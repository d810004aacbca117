//! Max Pain Backend Server
//!
//! REST API server exposing option expiries, open interest by strike and the
//! max pain price computed from Deribit public market data.

use max_pain_backend::api::{cors_layer, create_router};
use max_pain_backend::config::Config;
use max_pain_backend::state::AppState;
use std::sync::Arc;
use tokio::net::TcpListener;
use tower_http::trace::TraceLayer;
use tracing::info;
use tracing_subscriber::{layer::SubscriberExt, util::SubscriberInitExt};
use utoipa::OpenApi;
use utoipa_swagger_ui::SwaggerUi;

use max_pain_backend::error::ErrorResponse;
use max_pain_backend::models::{
    ExpiriesResponse, HealthResponse, OpenInterestResponse, StatusResponse,
};

/// OpenAPI documentation.
#[derive(OpenApi)]
#[openapi(
    paths(
        max_pain_backend::api::handlers::health_check,
        max_pain_backend::api::handlers::get_status,
        max_pain_backend::api::handlers::list_expiries,
        max_pain_backend::api::handlers::get_open_interest,
    ),
    components(
        schemas(
            HealthResponse,
            StatusResponse,
            ExpiriesResponse,
            OpenInterestResponse,
            ErrorResponse,
        )
    ),
    tags(
        (name = "Health", description = "Health and status endpoints"),
        (name = "Market Data", description = "Expiries, open interest and max pain"),
    ),
    info(
        title = "Max Pain API",
        version = "0.1.0",
        description = "Options open interest distribution and max pain from Deribit market data",
        license(name = "MIT")
    )
)]
struct ApiDoc;

#[tokio::main]
async fn main() -> anyhow::Result<()> {
    // Load configuration
    let config_path = std::env::var("CONFIG_PATH").unwrap_or_else(|_| "config.toml".to_string());
    let config = Config::from_env(&config_path)?;

    // Initialize tracing
    tracing_subscriber::registry()
        .with(
            tracing_subscriber::EnvFilter::try_from_default_env()
                .unwrap_or_else(|_| config.logging.filter_directive().into()),
        )
        .with(tracing_subscriber::fmt::layer())
        .init();

    let host = config.server.host.clone();
    let port = config.server.port;
    let cors = cors_layer(&config.server)?;

    // Create application state
    let state = Arc::new(AppState::from_config(config)?);

    info!("Starting Max Pain Backend on {}:{}", host, port);
    info!(
        "Swagger UI available at http://{}:{}/swagger-ui/",
        host, port
    );

    // Build the router
    let app = create_router(state)
        .merge(SwaggerUi::new("/swagger-ui").url("/api-docs/openapi.json", ApiDoc::openapi()))
        .layer(cors)
        .layer(TraceLayer::new_for_http());

    // Start the server
    let addr = format!("{}:{}", host, port);
    let listener = TcpListener::bind(&addr).await?;
    info!("Listening on {}", addr);

    axum::serve(listener, app).await?;

    Ok(())
}
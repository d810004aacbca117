//! Bounded retry with linear backoff.

use crate::error::Error;
use std::future::Future;
use std::time::Duration;
use tracing::{debug, warn};

/// Retry policy applied to every upstream request.
#[derive(Debug, Clone, Copy, PartialEq, Eq)]
pub struct RetryPolicy {
    /// Additional attempts after the first one.
    pub retries: u32,
    /// Base delay; retry `n` waits `backoff * n`.
    pub backoff: Duration,
}

impl Default for RetryPolicy {
    fn default() -> Self {
        Self {
            retries: 2,
            backoff: Duration::from_millis(400),
        }
    }
}

impl RetryPolicy {
    /// Total number of attempts, the first one included.
    #[must_use]
    pub fn max_attempts(&self) -> u32 {
        self.retries.saturating_add(1)
    }

    /// Delay to wait after the given failed attempt (1-based).
    #[must_use]
    pub fn delay_for(&self, attempt: u32) -> Duration {
        self.backoff.saturating_mul(attempt)
    }

    /// Runs `op` until it succeeds, fails with a non-retryable error, or the
    /// attempts are exhausted.
    ///
    /// # Errors
    /// Returns the non-retryable error as is, or [`Error::Unavailable`]
    /// wrapping the error of the last attempt.
    pub async fn run<T, F, Fut>(&self, label: &str, mut op: F) -> Result<T, Error>
    where
        F: FnMut() -> Fut,
        Fut: Future<Output = Result<T, Error>>,
    {
        let max_attempts = self.max_attempts();
        let mut attempt = 1;

        loop {
            debug!(label, attempt, "upstream request");
            match op().await {
                Ok(value) => return Ok(value),
                Err(err) if !err.is_retryable() => return Err(err),
                Err(err) if attempt >= max_attempts => {
                    warn!(label, attempts = attempt, error = %err, "upstream request failed, giving up");
                    return Err(Error::Unavailable {
                        attempts: attempt,
                        source: Box::new(err),
                    });
                }
                Err(err) => {
                    let delay = self.delay_for(attempt);
                    warn!(
                        label,
                        attempt,
                        delay_ms = delay.as_millis() as u64,
                        error = %err,
                        "upstream request failed, retrying"
                    );
                    tokio::time::sleep(delay).await;
                    attempt += 1;
                }
            }
        }
    }
}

# # # # #

Exercise: For every line of the material above that contains the word "SwaggerUi", show the line.

Expected answer:
use utoipa_swagger_ui::SwaggerUi;
        .merge(SwaggerUi::new("/swagger-ui").url("/api-docs/openapi.json", ApiDoc::openapi()))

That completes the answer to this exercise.